How Ulysses Made 4’33’’


I’ve been writing recently a chapter on John Cage, ecopoetics, and mushrooms. At the same time, I’ve been allowed the fortunate position of supervising a dissertation student who is writing about narrative strategies in modernist and contemporary fiction, which will include a study of James Joyce’s Ulysses—and so, alongside my Cage research, I have been re-re-reading Ulysses.

This re-reading of Ulysses is apt, for, as fans and followers of John Cage know, he was obsessed with Joyce, particularly, Finnegans Wake (he called it “my favourite book I’ve never read”), and FW is a text which generated several of his works, among them radio plays:
Roaratorio, an Irish Circus on Finnegans Wake. (1979),
Fifteen Domestic Minutes (one male and one female speaker, texts from Joyce’s Finnegans Wake) (1982), and ‘write-through’ text compositions, like “Muoyce (Writing for the Fifth Time through Finnegans Wake)” (1982)[1]. There were three copies of FW on his bookshelf  at the time of his death on August 12, 1992.   Less well known, however, was his 1992 work “Muoyce II (Writing through Ulysses)” which Sara Haefeli’s 2018 Research and Information Guide cites as unpublished (though there have been premiere performances of the work).

It is easy to see how how the fractal harmonic arcs of Finnegans Wake’s linguistic phonosemy mimic the inescapable ubiquities of intramundane ambience, where everything is everywhere at once in impossible simultaneity. Reading each word of FW is like excavating, dissecting, projecting layers of phonemic etymologies and potential utterances, and reading them together in a synchronic sentence is like a polyphonic cacophony sounding all at once. FW is a musicircus in text-composition form where time, diachronically, collapses on itself and where each phoneme, in an instant, expresses its entire history and possible futures.

At first, a comparison between Ulysses and 4’33’’ might sound unlikely, right? Ulysses (and FW) are texts of excess, abundance—long prose salads which challenge the way we read and force us to adjust our critical protocols, whereas, 4’33’’ is silence, short, empty. Despite its frequent assignation as a ‘silent piece’ (even by Cage himself), 4’33’’ is anything but silent:

I have spent many pleasant hours in the woods conducting performances of my silent piece, transcriptions, that is, for an audience of myself, since they were much longer than the popular length which I have had published. At one performance, I passed the first movement by attempting an identification of a mushroom which remained successfully unidentified. The second movement was extremely dramatic, beginning with the sounds of a buck and a doe leaping up within to within ten feet of my rocky podium. The expressivity of this movement was not only dramatic but unusually sad from my point of view, for the animals were frightened simply because I was a human being.

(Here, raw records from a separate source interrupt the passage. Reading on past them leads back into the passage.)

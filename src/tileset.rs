//! Tile collection keyed by numeric tile index.

use crate::error::{Result, VoxtexError};
use crate::pixel::PixelBuffer;
use std::collections::BTreeMap;
use std::path::Path;

/// A loaded source tile and the file it came from.
#[derive(Debug, Clone)]
pub struct Tile {
    /// File name the tile was loaded from.
    pub name: String,
    /// Tile pixels.
    pub image: PixelBuffer,
}

/// Square tiles of one common size, ordered by tile index.
///
/// Indices need not be contiguous; every gap still takes up a slot in the
/// atlas grid.
#[derive(Debug, Clone, Default)]
pub struct TileSet {
    tiles: BTreeMap<u32, Tile>,
    tile_size: u32,
    reference: Option<String>,
}

impl TileSet {
    pub fn new() -> Self {
        Self::default()
    }

    /// Load every `.png` directly inside `dir`.
    ///
    /// Files are visited in file name order, so the tile that fixes the
    /// expected size is the same on every platform.
    pub fn from_directory<P: AsRef<Path>>(dir: P) -> Result<Self> {
        let dir = dir.as_ref();
        let entries = std::fs::read_dir(dir)
            .map_err(|_| VoxtexError::DirectoryNotFound(dir.to_path_buf()))?;

        let mut files = Vec::new();
        for entry in entries {
            let entry = entry?;
            let path = entry.path();
            // Follows symlinks.
            if !path.is_file() {
                continue;
            }
            if path.extension().and_then(|ext| ext.to_str()) != Some("png") {
                continue;
            }
            files.push((entry.file_name().to_string_lossy().to_string(), path));
        }
        files.sort();

        let mut set = Self::new();
        for (name, path) in files {
            let index = parse_tile_index(&name)?;
            if let Some(existing) = set.tiles.get(&index) {
                return Err(VoxtexError::DuplicateTileIndex {
                    index,
                    first: existing.name.clone(),
                    second: name,
                });
            }
            let image = PixelBuffer::open(&path).map_err(|e| VoxtexError::load(&path, e))?;
            set.insert(index, name, image)?;
        }

        tracing::debug!(
            "Loaded {} tiles of {}x{} from {}",
            set.len(),
            set.tile_size,
            set.tile_size,
            dir.display()
        );
        Ok(set)
    }

    /// Add a tile, checking it is square and matches the size of the first
    /// tile added.
    pub fn insert(&mut self, index: u32, name: impl Into<String>, image: PixelBuffer) -> Result<()> {
        let name = name.into();
        if !image.is_square() {
            return Err(VoxtexError::NotSquare {
                name,
                width: image.width(),
                height: image.height(),
            });
        }
        if self.reference.is_none() {
            self.tile_size = image.width();
            tracing::info!(
                "Assuming dimensions will match file: {} ( {} x {} )",
                name,
                image.width(),
                image.height()
            );
        } else if image.width() != self.tile_size {
            return Err(VoxtexError::SizeMismatch {
                name,
                width: image.width(),
                height: image.height(),
                expected: self.tile_size,
            });
        }
        if let Some(existing) = self.tiles.get(&index) {
            return Err(VoxtexError::DuplicateTileIndex {
                index,
                first: existing.name.clone(),
                second: name,
            });
        }
        if self.reference.is_none() {
            self.reference = Some(name.clone());
        }
        self.tiles.insert(index, Tile { name, image });
        Ok(())
    }

    /// Edge length shared by every tile, 0 while empty.
    pub fn tile_size(&self) -> u32 {
        self.tile_size
    }

    /// Name of the file that established the tile size.
    pub fn reference_name(&self) -> Option<&str> {
        self.reference.as_deref()
    }

    /// Number of grid slots needed: highest index plus one.
    pub fn tile_count(&self) -> u32 {
        self.tiles
            .keys()
            .next_back()
            .map_or(0, |&max| max.saturating_add(1))
    }

    /// Number of tiles actually present.
    pub fn len(&self) -> usize {
        self.tiles.len()
    }

    pub fn is_empty(&self) -> bool {
        self.tiles.is_empty()
    }

    pub fn get(&self, index: u32) -> Option<&PixelBuffer> {
        self.tiles.get(&index).map(|tile| &tile.image)
    }

    /// Tiles in ascending index order.
    pub fn iter(&self) -> impl Iterator<Item = (u32, &Tile)> {
        self.tiles.iter().map(|(&index, tile)| (index, tile))
    }

    /// Replace every tile image with `transform(image)`; the new images
    /// must all share one square size.
    pub fn map_images<F>(self, mut transform: F) -> Result<Self>
    where
        F: FnMut(&PixelBuffer) -> Result<PixelBuffer>,
    {
        let mut mapped = Self::new();
        for (index, tile) in self.tiles {
            let image = transform(&tile.image)?;
            mapped.insert(index, tile.name, image)?;
        }
        Ok(mapped)
    }
}

/// Read the tile index from the leading decimal digits of a file name,
/// so `12.png` and `12_grass.png` both give 12.
pub fn parse_tile_index(name: &str) -> Result<u32> {
    let digits_end = name
        .find(|c: char| !c.is_ascii_digit())
        .unwrap_or(name.len());
    name[..digits_end]
        .parse()
        .map_err(|_| VoxtexError::InvalidTileIndex(name.to_string()))
}

#[cfg(test)]
mod tests {
    use super::*;

    fn tile(size: u32) -> PixelBuffer {
        PixelBuffer::with_size(size, size)
    }

    #[test]
    fn test_parse_tile_index() {
        assert_eq!(parse_tile_index("0.png").unwrap(), 0);
        assert_eq!(parse_tile_index("12.png").unwrap(), 12);
        assert_eq!(parse_tile_index("007_dirt.png").unwrap(), 7);
        assert!(parse_tile_index("grass.png").is_err());
        assert!(parse_tile_index("-3.png").is_err());
        assert!(parse_tile_index("99999999999.png").is_err());
    }

    #[test]
    fn test_first_tile_sets_size() {
        let mut set = TileSet::new();
        set.insert(3, "3.png", tile(16)).unwrap();
        assert_eq!(set.tile_size(), 16);

        let result = set.insert(1, "1.png", tile(8));
        assert!(matches!(
            result,
            Err(VoxtexError::SizeMismatch { expected: 16, width: 8, .. })
        ));
    }

    #[test]
    fn test_rejects_non_square() {
        let mut set = TileSet::new();
        let result = set.insert(0, "0.png", PixelBuffer::with_size(16, 8));
        assert!(matches!(result, Err(VoxtexError::NotSquare { .. })));
    }

    #[test]
    fn test_rejects_duplicate_index() {
        let mut set = TileSet::new();
        set.insert(1, "1.png", tile(4)).unwrap();
        let result = set.insert(1, "01.png", tile(4));
        assert!(matches!(result, Err(VoxtexError::DuplicateTileIndex { index: 1, .. })));
    }

    #[test]
    fn test_tile_count_counts_gaps() {
        let mut set = TileSet::new();
        assert_eq!(set.tile_count(), 0);
        set.insert(0, "0.png", tile(4)).unwrap();
        set.insert(6, "6.png", tile(4)).unwrap();
        assert_eq!(set.len(), 2);
        assert_eq!(set.tile_count(), 7);
    }

    #[test]
    fn test_iterates_in_index_order() {
        let mut set = TileSet::new();
        for index in [5, 0, 3] {
            set.insert(index, format!("{}.png", index), tile(2)).unwrap();
        }
        let order: Vec<u32> = set.iter().map(|(index, _)| index).collect();
        assert_eq!(order, vec![0, 3, 5]);
        assert_eq!(set.reference_name(), Some("5.png"));
    }

    #[test]
    fn test_missing_directory() {
        let result = TileSet::from_directory("/definitely/not/a/tile/dir");
        assert!(matches!(result, Err(VoxtexError::DirectoryNotFound(_))));
    }
}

from Music Lover’s Field Companion, cited in Fleming (1989) John Cage at Seventy-Five (p. 276)

Here, Cage reflects on shifting 4’33’’ out of the anthropogenic concert hall and into a deterritorialized ecosphere where nature’s echoes, vibrations and movements sound the ‘silence’. The duration of the silent piece, 4’33’’ was chosen for its correlation to popular song lengths, muzacks and the like, and Cage’s reflection on his re-performance of the silent piece ‘much longer than the popular length’ brought to my realisation that the fixed timeframe was variable in relation to its performed environment, making the ‘silent piece’ a much more appropriate title for the work than 4’33’’, which refers to just one possible performance context.  

Ulysses, while a less linguistically complex prose texture than FW, takes place over the course of one day in Dublin, 1904, in quasi-linear time from 8am to 2am (there are skips, for example, ‘Part II’ re-boots the narrative timeframe back to 8am). This compositional device presents the same sort of constraint-based frame as 4’33’’—a fixed start and end point in which the extraordinary intramundane happenings of that day in 1904 expand and flourish. The texture of the prose narration is often chaotic, difficult, noisy, intertextual, but the novel’s structure is formal and organised around eighteen episodes (parallel to Homer’s Odyssey) which constitute a ‘schema’, adding further constraint to the process. And so, might it not be plausible that Ulysses inspired the constraint-based process of 4’33’’?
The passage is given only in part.